Une aide numérique dans la lutte contre le blanchiment d’argent et la fraude financière
Spuerkeess et Foyer sont également des partenaires commerciaux de digitalUs, la plus jeune start-up actuelle du SnT. Oxana Turtureanu explique que cette entreprise effectue ce que l’on nomme un background screening, autrement dit une vérification des antécédents des personnes. digitalUs est une sorte de moteur de recherche qui fournit aux entreprises toutes les données dont elles ont besoin conformément aux directives AML et KYC. AML est l’abréviation de Anti-Money Laundering (lutte contre le blanchiment d’argent) et KYC celle de Know Your Customer, à savoir l’identification et la vérification des nouveaux clients et des clients existants sur la base des exigences légales en matière de blanchiment d’argent.
O. Turtureanu ne sait que trop bien à quel point cette vérification est coûteuse en temps et en argent. « J’ai moi-même travaillé dans une banque par le passé, où je passais chaque jour des heures à gérer les processus KYC » explique-t-elle. La start-up SnT remplace cette procédure par une technologie basée sur l’IA qui explore les données publiques, les registres d’entreprises, les réseaux sociaux et d’autres sources en ligne afin de créer une empreinte numérique cohérente de la personne souhaitée en fonction du client.
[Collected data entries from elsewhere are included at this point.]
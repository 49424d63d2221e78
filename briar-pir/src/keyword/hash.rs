//! Keyword hashing.

use sha2::{Digest, Sha256};

/// Derives bucket indices and tags from keywords.
pub struct HashKeyword;

impl HashKeyword {
	/// `count` independent bucket indices in `[0, bucket_count)` for
	/// `keyword`, one per hash function.
	pub fn hash_indices(keyword: &[u8], bucket_count: usize, count: usize) -> Vec<usize> {
		debug_assert!(bucket_count > 0);
		(0..count as u64)
			.map(|function| {
				let mut hasher = Sha256::new();
				hasher.update(function.to_le_bytes());
				hasher.update(keyword);
				let digest = hasher.finalize();
				let word = u64::from_le_bytes(digest[..8].try_into().expect("digest is 32 bytes"));
				(word % bucket_count as u64) as usize
			})
			.collect()
	}

	/// The short tag stored alongside a keyword's value.
	pub fn hash(keyword: &[u8]) -> u64 {
		let digest = Sha256::digest(keyword);
		u64::from_le_bytes(digest[..8].try_into().expect("digest is 32 bytes"))
	}
}

#[cfg(test)]
mod tests {
	use super::*;

	#[test]
	fn indices_are_deterministic_and_in_range() {
		let first = HashKeyword::hash_indices(b"alice", 7, 3);
		let second = HashKeyword::hash_indices(b"alice", 7, 3);
		assert_eq!(first, second);
		assert_eq!(first.len(), 3);
		assert!(first.iter().all(|&index| index < 7));
	}

	#[test]
	fn different_functions_usually_differ() {
		let indices = HashKeyword::hash_indices(b"some keyword", 1 << 20, 3);
		assert!(indices[0] != indices[1] || indices[1] != indices[2]);
	}

	#[test]
	fn tags_distinguish_keywords() {
		assert_ne!(HashKeyword::hash(b"alice"), HashKeyword::hash(b"bob"));
		assert_eq!(HashKeyword::hash(b"alice"), HashKeyword::hash(b"alice"));
	}
}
Un système de récupération des débris spatiaux
En revanche, le projet de recherche SnT HELEN (High-fidELity tEsting enviroNment for Active Space Debris Removal), mené en partenariat avec l’entreprise Spacety Luxembourg, s’occupe d’un tout autre défi : l’élimination des déchets spatiaux. « Nous avons plus de satellites dans l’espace que jamais et nous n’en sommes qu’au début de la deuxième ère spatiale » explique Carol Martinez, du groupe de recherche Space Robotics (SpaceR) du SnT. À cela s’ajoutent les énormes quantités de débris spatiaux qui représentent un danger pour ces satellites, mais aussi pour les futures missions spatiales. Jusqu’à présent, selon C. Martinez, il n’existait pas de systèmes permettant d’éliminer activement les énormes quantités de débris spatiaux. SpaceR et Spacety tentent de remédier à cette situation. Dans le cadre de leur projet de recherche commun, elles étudient la possibilité d’utiliser dans l’espace un petit système de récupération peu coûteux pour l’élimination des débris.
Dans ce contexte, le lancement récent d’un laboratoire commun (Joint Lab) par le SnT et l’opérateur de satellites SES afin d’étudier les systèmes satellitaires de la prochaine génération de réseaux, y compris les communications quantiques et la cybersécurité, constitue une autre étape importante. « Le SnT aborde toujours les problèmes du point de vue de différents acteurs d’horizons divers » résume Stéphane Pallage, directeur de l’Université du Luxembourg. D’après lui, les travaux réalisés par le SnT avec ses partenaires ont des répercussions sur notre vie quotidienne à tous. « Les partenariats sont très forts, ce qui montre à quel point le travail réalisé ici est apprécié ».